Reflecting on a decade of work to improve Japan’s seafood sector, Seafood Legacy Founder and CEO Wakao Hanaoka's conviction that Japan needs to adopt a sustainable approach to commercial fishing remains strong.

“Because it’s a major seafood market, it’s necessary to create a mindset of sustainability and equity in Japan,” Hanaoka said.

When Hanaoka launched Seafood Legacy nearly ten years ago, there simply was no broad sense of responsibility for sustainable practices in the Japanese seafood sector. Hanaoka knew that needed to change; he also knew that simple pressure does not work well for Japanese companies.

“We have been educated to be more collaborative or more in harmony in Japan,” Hanaoka explained. “Care for your neighbors, hold together, hold tight, and don’t go out from the group.”
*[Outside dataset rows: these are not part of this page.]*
use std::path::PathBuf;

use thiserror::Error;

/// Why the log document could not be retrieved
#[derive(Debug, Error)]
pub enum RetrievalError {
    #[error("failed to read {}: {source}", .path.display())]
    Io {
        path: PathBuf,
        #[source]
        source: std::io::Error,
    },

    #[error("invalid document URL {url}: {reason}")]
    InvalidUrl { url: String, reason: String },

    #[error("request to {url} failed: {source}")]
    Network {
        url: String,
        #[source]
        source: reqwest::Error,
    },

    #[error("{url} responded with {status}")]
    Status {
        url: String,
        status: reqwest::StatusCode,
    },

    #[error("malformed log document: {0}")]
    Malformed(#[from] serde_json::Error),
}
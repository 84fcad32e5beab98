use crate::types::{LogCollection, LogEntry};

/// Totals over the whole log
#[derive(Debug, Clone, PartialEq, Eq)]
pub struct LogSummary<'a> {
    pub total_score: u64,
    /// Last entry in collection order
    pub latest: &'a LogEntry,
    pub entry_count: usize,
}

/// Sum every point field across the collection and pick the most recently
/// synced entry. Returns `None` when there is nothing logged.
pub fn summarize(collection: &LogCollection) -> Option<LogSummary<'_>> {
    let latest = collection.last()?;
    let total_score = collection.entries().iter().map(LogEntry::total).sum();

    Some(LogSummary {
        total_score,
        latest,
        entry_count: collection.len(),
    })
}
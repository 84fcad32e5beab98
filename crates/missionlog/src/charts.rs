//! Chart data shaping and inline SVG rendering.
//!
//! Two charts appear on the dashboard:
//! - **Daily breakdown**: doughnut of the four point categories for one day
//! - **History**: bars of daily totals for the most recent reports
//!
//! Charts are owned values held in a [`ChartCanvas`]. Drawing a new chart
//! into a canvas disposes the one it replaces.

use maud::{html, Markup};
use std::f64::consts::PI;
use tracing::trace;

use crate::types::{LogCollection, LogEntry};

/// Maximum number of days in the history series
pub const HISTORY_LEN: usize = 7;

/// Point categories, in display order
#[derive(Debug, Clone, Copy, PartialEq, Eq)]
pub enum Category {
    Titan,
    Oracle,
    Sage,
    Bonus,
}

impl Category {
    pub const ALL: [Category; 4] = [
        Category::Titan,
        Category::Oracle,
        Category::Sage,
        Category::Bonus,
    ];

    pub fn label(self) -> &'static str {
        match self {
            Category::Titan => "TITAN",
            Category::Oracle => "ORACLE",
            Category::Sage => "SAGE",
            Category::Bonus => "Bonus",
        }
    }

    pub fn color(self) -> &'static str {
        match self {
            Category::Titan => "var(--accent-red)",
            Category::Oracle => "var(--primary)",
            Category::Sage => "var(--accent-green)",
            Category::Bonus => "var(--accent-orange)",
        }
    }

    fn points(self, entry: &LogEntry) -> u32 {
        match self {
            Category::Titan => entry.titan_pts,
            Category::Oracle => entry.oracle_pts,
            Category::Sage => entry.sage_pts,
            Category::Bonus => entry.bonus_pts,
        }
    }
}

/// Exactly four `(category, value)` pairs in [`Category::ALL`] order
pub fn daily_breakdown(entry: &LogEntry) -> [(Category, u32); 4] {
    Category::ALL.map(|category| (category, category.points(entry)))
}

/// One bar in the history chart
#[derive(Debug, Clone, PartialEq, Eq)]
pub struct HistoryPoint {
    pub label: String,
    pub total: u64,
}

/// Daily totals for the last `min(7, len)` entries, oldest first.
/// Labels read day-of-month then weekday, e.g. `1 Mon`. Short histories are
/// not padded.
pub fn history_series(collection: &LogCollection) -> Vec<HistoryPoint> {
    let entries = collection.entries();
    let start = entries.len().saturating_sub(HISTORY_LEN);
    entries[start..]
        .iter()
        .map(|entry| HistoryPoint {
            label: entry.date.format("%-d %a").to_string(),
            total: entry.total(),
        })
        .collect()
}

/// Something that can be drawn onto a chart surface
pub trait Chart {
    fn kind(&self) -> &'static str;
    fn render(&self) -> Markup;
}

/// Doughnut chart of one day's categories
#[derive(Debug, Clone, PartialEq)]
pub struct DoughnutChart {
    slices: [(Category, u32); 4],
}

const DOUGHNUT_SIZE: f64 = 200.0;
/// Inner radius as a fraction of the outer radius
const DOUGHNUT_CUTOUT: f64 = 0.7;

impl DoughnutChart {
    pub fn new(entry: &LogEntry) -> Self {
        Self {
            slices: daily_breakdown(entry),
        }
    }

    fn total(&self) -> u64 {
        self.slices.iter().map(|(_, v)| u64::from(*v)).sum()
    }
}

impl Chart for DoughnutChart {
    fn kind(&self) -> &'static str {
        "doughnut"
    }

    fn render(&self) -> Markup {
        let center = DOUGHNUT_SIZE / 2.0;
        let outer = center - 4.0;
        // A stroked circle at the mid radius draws the ring
        let thickness = outer * (1.0 - DOUGHNUT_CUTOUT);
        let radius = outer - thickness / 2.0;
        let circumference = 2.0 * PI * radius;
        let total = self.total();

        let mut offset = 0.0;
        let mut arcs = Vec::new();
        if total > 0 {
            for (category, value) in self.slices.iter().filter(|(_, v)| *v > 0) {
                let length = circumference * (f64::from(*value) / total as f64);
                arcs.push((*category, *value, length, offset));
                offset += length;
            }
        }

        html! {
            svg.chart.doughnut-chart
                viewBox={"0 0 " (DOUGHNUT_SIZE) " " (DOUGHNUT_SIZE)}
                role="img"
                aria-label="Daily points by category"
            {
                circle.doughnut-track
                    cx=(center) cy=(center) r=(fmt_num(radius))
                    fill="none"
                    stroke="var(--border)"
                    stroke-width=(fmt_num(thickness)) {}
                @for (category, value, length, offset) in &arcs {
                    circle.doughnut-slice
                        cx=(center) cy=(center) r=(fmt_num(radius))
                        fill="none"
                        stroke=(category.color())
                        stroke-width=(fmt_num(thickness))
                        stroke-dasharray={(fmt_num(*length)) " " (fmt_num(circumference - length))}
                        stroke-dashoffset=(fmt_num(-offset))
                        transform={"rotate(-90 " (center) " " (center) ")"}
                    {
                        title { (category.label()) ": " (value) " Points" }
                    }
                }
            }
        }
    }
}

/// Bar chart of recent daily totals
#[derive(Debug, Clone, PartialEq)]
pub struct BarChart {
    points: Vec<HistoryPoint>,
}

const BAR_WIDTH: f64 = 320.0;
const BAR_HEIGHT: f64 = 180.0;
const BAR_THICKNESS: f64 = 15.0;
const BAR_AXIS_GAP: f64 = 20.0;

impl BarChart {
    pub fn new(points: Vec<HistoryPoint>) -> Self {
        Self { points }
    }

    pub fn points(&self) -> &[HistoryPoint] {
        &self.points
    }
}

impl Chart for BarChart {
    fn kind(&self) -> &'static str {
        "bar"
    }

    fn render(&self) -> Markup {
        let plot_height = BAR_HEIGHT - BAR_AXIS_GAP;
        // y axis always starts at zero
        let max = self.points.iter().map(|p| p.total).max().unwrap_or(0).max(1);
        let slot = BAR_WIDTH / self.points.len().max(1) as f64;

        html! {
            svg.chart.bar-chart
                viewBox={"0 0 " (BAR_WIDTH) " " (BAR_HEIGHT)}
                role="img"
                aria-label="Total daily score"
            {
                line.bar-baseline
                    x1="0" y1=(plot_height) x2=(BAR_WIDTH) y2=(plot_height)
                    stroke="var(--border)" {}
                @for (idx, point) in self.points.iter().enumerate() {
                    @let height = plot_height * (point.total as f64 / max as f64);
                    @let x = slot * idx as f64 + (slot - BAR_THICKNESS) / 2.0;
                    g.bar {
                        title { "Report: " (point.label) "\nTotal Score: " (point.total) }
                        rect
                            x=(fmt_num(x))
                            y=(fmt_num(plot_height - height))
                            width=(BAR_THICKNESS)
                            height=(fmt_num(height))
                            rx="4"
                            fill="var(--primary)" {}
                        text.bar-label
                            x=(fmt_num(slot * idx as f64 + slot / 2.0))
                            y=(fmt_num(BAR_HEIGHT - 4.0))
                            text-anchor="middle"
                            fill="var(--muted-foreground)"
                        { (point.label) }
                    }
                }
            }
        }
    }
}

fn fmt_num(value: f64) -> String {
    format!("{value:.2}")
}

/// A drawing surface holding at most one chart
#[derive(Debug)]
pub struct ChartCanvas<C: Chart> {
    id: &'static str,
    chart: Option<C>,
}

impl<C: Chart> ChartCanvas<C> {
    pub fn new(id: &'static str) -> Self {
        Self { id, chart: None }
    }

    /// Replace the current chart, disposing the old one first
    pub fn draw(&mut self, chart: C) {
        self.clear();
        trace!(canvas = self.id, kind = chart.kind(), "Drawing chart");
        self.chart = Some(chart);
    }

    pub fn clear(&mut self) {
        if let Some(old) = self.chart.take() {
            trace!(canvas = self.id, kind = old.kind(), "Disposing chart");
        }
    }

    pub fn chart(&self) -> Option<&C> {
        self.chart.as_ref()
    }

    pub fn is_drawn(&self) -> bool {
        self.chart.is_some()
    }

    pub fn render(&self) -> Markup {
        html! {
            div.chart-surface id=(self.id) {
                @if let Some(chart) = self.chart() {
                    (chart.render())
                }
            }
        }
    }
}
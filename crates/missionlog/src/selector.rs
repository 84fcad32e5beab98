use chrono::NaiveDate;

use crate::types::{LogCollection, LogEntry};

/// Shown in every per-day numeric field when the day has no report
pub const PLACEHOLDER: &str = "-";

pub const MISSING_REPORT_MESSAGE: &str = "No mission report found for this day.";

/// What the per-day panel shows
#[derive(Debug, Clone, PartialEq, Eq)]
pub enum SelectedDayView {
    Report(LogEntry),
    Missing(NaiveDate),
}

impl SelectedDayView {
    pub fn date(&self) -> NaiveDate {
        match self {
            SelectedDayView::Report(entry) => entry.date,
            SelectedDayView::Missing(date) => *date,
        }
    }

    pub fn entry(&self) -> Option<&LogEntry> {
        match self {
            SelectedDayView::Report(entry) => Some(entry),
            SelectedDayView::Missing(_) => None,
        }
    }

    /// Display strings for the per-day fields
    pub fn fields(&self) -> DayFields {
        match self {
            SelectedDayView::Report(entry) => DayFields {
                date_display: entry.date.format("%b %-d, %Y").to_string(),
                message_date: entry.date.format("%b %-d").to_string(),
                titan: entry.titan_pts.to_string(),
                oracle: entry.oracle_pts.to_string(),
                sage: entry.sage_pts.to_string(),
                bonus: entry.bonus_pts.to_string(),
                total: entry.total().to_string(),
                message: entry.notes.clone(),
            },
            SelectedDayView::Missing(date) => DayFields {
                date_display: date.format("%b %-d, %Y").to_string(),
                message_date: "N/A".to_string(),
                titan: PLACEHOLDER.to_string(),
                oracle: PLACEHOLDER.to_string(),
                sage: PLACEHOLDER.to_string(),
                bonus: PLACEHOLDER.to_string(),
                total: PLACEHOLDER.to_string(),
                message: MISSING_REPORT_MESSAGE.to_string(),
            },
        }
    }
}

#[derive(Debug, Clone, PartialEq, Eq)]
pub struct DayFields {
    pub date_display: String,
    pub message_date: String,
    pub titan: String,
    pub oracle: String,
    pub sage: String,
    pub bonus: String,
    pub total: String,
    pub message: String,
}

/// Find the report for `date`. A miss is a normal state, not an error.
pub fn select_day(collection: &LogCollection, date: NaiveDate) -> SelectedDayView {
    collection
        .entries()
        .iter()
        .find(|entry| entry.date == date)
        .map(|entry| SelectedDayView::Report(entry.clone()))
        .unwrap_or(SelectedDayView::Missing(date))
}

#[cfg(test)]
mod tests {
    use super::*;

    fn day(s: &str) -> NaiveDate {
        NaiveDate::parse_from_str(s, "%Y-%m-%d").unwrap()
    }

    fn sample_collection() -> LogCollection {
        LogCollection::new(vec![
            LogEntry::new(day("2024-01-01"), 10, 5, 5, 0, "ok".to_string()),
            LogEntry::new(day("2024-01-03"), 30, 20, 10, 5, "great day".to_string()),
        ])
    }

    #[test]
    fn test_select_existing_day() {
        let view = select_day(&sample_collection(), day("2024-01-03"));
        let entry = view.entry().unwrap();
        assert_eq!(entry.titan_pts, 30);
        assert_eq!(view.date(), day("2024-01-03"));
    }

    #[test]
    fn test_select_missing_day() {
        let view = select_day(&sample_collection(), day("2024-01-02"));
        assert_eq!(view, SelectedDayView::Missing(day("2024-01-02")));
        assert!(view.entry().is_none());
    }

    #[test]
    fn test_select_on_empty_collection() {
        let view = select_day(&LogCollection::default(), day("2024-01-01"));
        assert!(matches!(view, SelectedDayView::Missing(_)));
    }

    #[test]
    fn test_select_is_idempotent() {
        let collection = sample_collection();
        let first = select_day(&collection, day("2024-01-01")).fields();
        let second = select_day(&collection, day("2024-01-01")).fields();
        assert_eq!(first, second);

        let missing_a = select_day(&collection, day("2024-02-01")).fields();
        let missing_b = select_day(&collection, day("2024-02-01")).fields();
        assert_eq!(missing_a, missing_b);
    }

    #[test]
    fn test_report_fields() {
        let fields = select_day(&sample_collection(), day("2024-01-01")).fields();
        assert_eq!(fields.date_display, "Jan 1, 2024");
        assert_eq!(fields.message_date, "Jan 1");
        assert_eq!(fields.titan, "10");
        assert_eq!(fields.oracle, "5");
        assert_eq!(fields.sage, "5");
        assert_eq!(fields.bonus, "0");
        assert_eq!(fields.total, "20");
        assert_eq!(fields.message, "ok");
    }

    #[test]
    fn test_missing_fields_use_placeholder_everywhere() {
        let fields = select_day(&sample_collection(), day("2024-01-02")).fields();
        assert_eq!(fields.date_display, "Jan 2, 2024");
        assert_eq!(fields.message_date, "N/A");
        for value in [
            &fields.titan,
            &fields.oracle,
            &fields.sage,
            &fields.bonus,
            &fields.total,
        ] {
            assert_eq!(value, PLACEHOLDER);
        }
        assert_eq!(fields.message, MISSING_REPORT_MESSAGE);
    }
}
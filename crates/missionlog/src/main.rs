use anyhow::{Context, Result};
use chrono::NaiveDate;
use clap::{Parser, Subcommand};
use std::path::PathBuf;
use tracing::{info, warn, Level};
use tracing_subscriber::{fmt, EnvFilter};

mod aggregate;
mod charts;
mod config;
mod data;
mod error;
mod html;
mod presenter;
mod rank;
mod selector;
mod server;
mod types;

use config::Config;
use presenter::{DashboardState, Presenter};

#[derive(Parser, Debug)]
#[command(name = "missionlog")]
#[command(about = "Render a mission log dashboard from daily score reports")]
#[command(version)]
struct Args {
    #[command(subcommand)]
    command: Option<Commands>,

    /// Log document: a file path or an http(s) URL (overrides MISSIONLOG_SOURCE)
    #[arg(short, long, global = true)]
    source: Option<String>,

    /// Output directory for generated files
    #[arg(short, long, default_value = ".", global = true)]
    output: PathBuf,

    /// Log level (trace, debug, info, warn, error)
    #[arg(long, default_value = "info", global = true)]
    log_level: String,
}

#[derive(Subcommand, Debug)]
enum Commands {
    /// Start the web server (default)
    Serve {
        /// Port to listen on (overrides MISSIONLOG_PORT)
        #[arg(short, long)]
        port: Option<u16>,
    },

    /// Render a static index.html (no server)
    Build {
        /// Day to show in the daily panel (YYYY-MM-DD). Default: latest report
        #[arg(long)]
        date: Option<NaiveDate>,
    },

    /// Print rank and score without rendering
    Summary,
}

fn init_tracing(log_level: &str) {
    let mut filter =
        EnvFilter::try_from_default_env().unwrap_or_else(|_| EnvFilter::new(log_level));
    for directive in ["hyper=warn", "tower_http=warn", "reqwest=warn"] {
        if let Ok(d) = directive.parse() {
            filter = filter.add_directive(d);
        }
    }

    fmt()
        .with_env_filter(filter)
        .with_target(false)
        .with_max_level(Level::TRACE)
        .init();
}

#[tokio::main]
async fn main() -> Result<()> {
    let args = Args::parse();

    init_tracing(&args.log_level);

    let port_override = match &args.command {
        Some(Commands::Serve { port }) => *port,
        _ => None,
    };
    let config = Config::from_env()
        .context("Failed to load configuration")?
        .with_overrides(args.source.as_deref(), port_override);

    match args.command {
        // Default to serve if no command specified
        None | Some(Commands::Serve { .. }) => {
            server::serve(config.port, config.source).await?;
        }
        Some(Commands::Build { date }) => {
            let mut presenter = Presenter::load(&config.source).await;
            if let Some(date) = date {
                if presenter.select_date(date).is_none() {
                    warn!(date = %date, "No log loaded, date ignored");
                }
            }

            std::fs::create_dir_all(&args.output).with_context(|| {
                format!("Failed to create output directory {}", args.output.display())
            })?;
            let html_path = args.output.join("index.html");
            html::generate_html(&presenter, &html_path)?;
            info!(path = %html_path.display(), "HTML saved");
        }
        Some(Commands::Summary) => {
            let presenter = Presenter::load(&config.source).await;
            match presenter.state() {
                DashboardState::Ready(log) => {
                    info!(
                        rank = log.standing.tier.name,
                        total = log.total_score,
                        entries = log.collection.len(),
                        "Standing"
                    );
                    info!(progress = %log.standing.progress_label(), "Progress");
                    info!("{}", presenter.sync_status().message());
                }
                DashboardState::Empty => {
                    info!("{}", presenter.sync_status().message());
                }
                DashboardState::Unavailable(reason) => {
                    warn!(reason = %reason, "{}", presenter.sync_status().message());
                }
            }
        }
    }

    Ok(())
}
//! Page-level controller that owns the loaded log and both chart surfaces.

use chrono::NaiveDate;
use maud::Markup;
use serde::Serialize;
use tracing::{debug, info, warn};

use crate::aggregate;
use crate::charts::{history_series, BarChart, ChartCanvas, DoughnutChart};
use crate::data::{self, DataSource};
use crate::error::RetrievalError;
use crate::html;
use crate::rank::{self, RankStanding};
use crate::selector::{select_day, SelectedDayView};
use crate::types::LogCollection;

/// Log that loaded with at least one entry, plus its aggregates
#[derive(Debug, Clone)]
pub struct LoadedLog {
    pub collection: LogCollection,
    pub total_score: u64,
    pub standing: RankStanding,
    pub last_synced: NaiveDate,
}

#[derive(Debug, Clone)]
pub enum DashboardState {
    Ready(LoadedLog),
    /// Document loaded but holds no entries
    Empty,
    /// Document could not be retrieved
    Unavailable(String),
}

/// Line shown next to the sync indicator
#[derive(Debug, Clone, Copy, PartialEq, Eq, Serialize)]
#[serde(tag = "status", content = "date", rename_all = "snake_case")]
pub enum SyncStatus {
    Synced(NaiveDate),
    NoData,
    ConnectionLost,
}

impl SyncStatus {
    pub fn message(&self) -> String {
        match self {
            SyncStatus::Synced(date) => format!("Last Synced: {}", date.format("%b %-d, %Y")),
            SyncStatus::NoData => "No missions logged yet.".to_string(),
            SyncStatus::ConnectionLost => "Connection Lost".to_string(),
        }
    }

    pub fn glyph(&self) -> &'static str {
        match self {
            SyncStatus::Synced(_) => "✔",
            SyncStatus::NoData => "◷",
            SyncStatus::ConnectionLost => "⚠",
        }
    }
}

/// Bounds and value of the date picker
#[derive(Debug, Clone, Copy, PartialEq, Eq)]
pub struct DatePicker {
    pub min: Option<NaiveDate>,
    pub max: Option<NaiveDate>,
    pub value: NaiveDate,
}

/// What the daily panel shows on one rendered page
#[derive(Debug, Clone, Copy)]
pub struct DayPanel<'a> {
    pub picker: DatePicker,
    pub selected: Option<&'a SelectedDayView>,
    pub chart: &'a ChartCanvas<DoughnutChart>,
}

pub const DAILY_CHART_ID: &str = "dailyChart";
pub const HISTORY_CHART_ID: &str = "historyChart";

#[derive(Debug)]
pub struct Presenter {
    state: DashboardState,
    selected: Option<SelectedDayView>,
    daily_chart: ChartCanvas<DoughnutChart>,
    history_chart: ChartCanvas<BarChart>,
    today: NaiveDate,
}

impl Presenter {
    /// Fetch the document and build the initial view
    pub async fn load(source: &DataSource) -> Self {
        let result = data::load_collection(source).await;
        if let Err(e) = &result {
            warn!(source = %source, error = %e, "Failed to load log document");
        }
        Self::from_result(result, chrono::Local::now().date_naive())
    }

    /// Build the view from a load outcome. `today` seeds the date picker
    /// when there is nothing logged.
    pub fn from_result(result: Result<LogCollection, RetrievalError>, today: NaiveDate) -> Self {
        let state = match result {
            Err(e) => DashboardState::Unavailable(e.to_string()),
            Ok(collection) => match aggregate::summarize(&collection) {
                None => DashboardState::Empty,
                Some(summary) => {
                    let total_score = summary.total_score;
                    let last_synced = summary.latest.date;
                    let standing = rank::standing(total_score);
                    info!(
                        entries = summary.entry_count,
                        total = total_score,
                        rank = standing.tier.name,
                        "Log loaded"
                    );
                    DashboardState::Ready(LoadedLog {
                        collection,
                        total_score,
                        standing,
                        last_synced,
                    })
                }
            },
        };

        let mut presenter = Self {
            state,
            selected: None,
            daily_chart: ChartCanvas::new(DAILY_CHART_ID),
            history_chart: ChartCanvas::new(HISTORY_CHART_ID),
            today,
        };
        presenter.draw_history();
        if let Some(latest) = presenter.loaded().map(|log| log.last_synced) {
            presenter.select_date(latest);
        }
        presenter
    }

    pub fn state(&self) -> &DashboardState {
        &self.state
    }

    pub fn loaded(&self) -> Option<&LoadedLog> {
        match &self.state {
            DashboardState::Ready(log) => Some(log),
            _ => None,
        }
    }

    pub fn collection(&self) -> Option<&LogCollection> {
        self.loaded().map(|log| &log.collection)
    }

    /// Show the report for `date`, or the "no report" state when the day is
    /// missing. Ignored when no log is loaded.
    pub fn select_date(&mut self, date: NaiveDate) -> Option<&SelectedDayView> {
        let view = select_day(self.collection()?, date);
        draw_day(&mut self.daily_chart, &view);
        self.selected = Some(view);
        self.selected.as_ref()
    }

    fn draw_history(&mut self) {
        let series = match &self.state {
            DashboardState::Ready(log) => history_series(&log.collection),
            _ => {
                self.history_chart.clear();
                return;
            }
        };
        let chart = BarChart::new(series);
        debug!(bars = chart.points().len(), "Drawing history");
        self.history_chart.draw(chart);
    }

    pub fn sync_status(&self) -> SyncStatus {
        match &self.state {
            DashboardState::Ready(log) => SyncStatus::Synced(log.last_synced),
            DashboardState::Empty => SyncStatus::NoData,
            DashboardState::Unavailable(_) => SyncStatus::ConnectionLost,
        }
    }

    /// Rank name as displayed in the header
    pub fn rank_label(&self) -> &str {
        match &self.state {
            DashboardState::Ready(log) => log.standing.tier.name,
            DashboardState::Empty => "-",
            DashboardState::Unavailable(_) => "Error",
        }
    }

    pub fn date_picker(&self) -> DatePicker {
        self.picker_for(self.selected.as_ref())
    }

    fn picker_for(&self, selected: Option<&SelectedDayView>) -> DatePicker {
        match self.collection().and_then(LogCollection::date_bounds) {
            Some((min, max)) => DatePicker {
                min: Some(min),
                max: Some(max),
                value: selected.map(SelectedDayView::date).unwrap_or(max),
            },
            None => DatePicker {
                min: None,
                max: None,
                value: self.today,
            },
        }
    }

    pub fn day_panel(&self) -> DayPanel<'_> {
        DayPanel {
            picker: self.date_picker(),
            selected: self.selected.as_ref(),
            chart: &self.daily_chart,
        }
    }

    pub fn history_chart(&self) -> &ChartCanvas<BarChart> {
        &self.history_chart
    }

    pub fn render(&self) -> Markup {
        html::render_page(self, self.day_panel())
    }

    /// Render the page with `date` in the daily panel. The stored selection
    /// and daily chart are left as they are.
    pub fn render_for(&self, date: Option<NaiveDate>) -> Markup {
        let view = match (date, self.collection()) {
            (Some(date), Some(collection)) => select_day(collection, date),
            _ => return self.render(),
        };

        let mut chart = ChartCanvas::new(DAILY_CHART_ID);
        draw_day(&mut chart, &view);
        let panel = DayPanel {
            picker: self.picker_for(Some(&view)),
            selected: Some(&view),
            chart: &chart,
        };
        html::render_page(self, panel)
    }
}

/// Draw the doughnut for a reported day, or leave the canvas empty
fn draw_day(canvas: &mut ChartCanvas<DoughnutChart>, view: &SelectedDayView) {
    match view.entry() {
        Some(entry) => {
            debug!(date = %entry.date, "Selected day");
            canvas.draw(DoughnutChart::new(entry));
        }
        None => {
            debug!(date = %view.date(), "No report for selected day");
            canvas.clear();
        }
    }
}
“There’s a saying in Japan – the nail that’s stuck up gets hammered down,” Hanaoka continued.

To achieve real change in Japan’s seafood sector, Hanaoka knew he couldn’t rely on a single individual or company to lead the way. He compared Japanese society to a sardine ball, where there is no strong leader or destination, but they all move as one.

“The individual fish within a sardine ball don’t know where to go,” Hanaoka explained. “But because they want to move together, they swim as a group.”

Seafood Legacy and other organizations can act as an external force to influence the group’s movement, but they need to reach critical consensus within the seafood sector to make progress. It was important for the sustainability movement to feel natural, not foisted upon the sector from the outside.

“I wanted Japanese stakeholders to think this was their own agenda,” Hanaoka said. “It’s not like they were forced to do something.”

That change in mindset didn’t happen overnight. Only one Japanese company responded to Seafood Legacy’s presentation request for the first Tokyo Sustainable Seafood Summit (TSSS) (formerly, Tokyo Sustainable Seafood Symposium). However two major international events helped to win the seafood sector over to the idea of taking responsibility for sustainability.  In 2015, the United Nations adopted the Sustainable Development Goals, injecting the concept into the public consciousness. Then Japan hosted the Tokyo 2020 Olympics – one of the event’s major themes being improved sustainability.

With those two events driving the conversation, Seafood Legacy saw a significant uptick in Japanese businesses looking to participate in the TSSS.

“The change was quite dramatic,” Hanaoka said.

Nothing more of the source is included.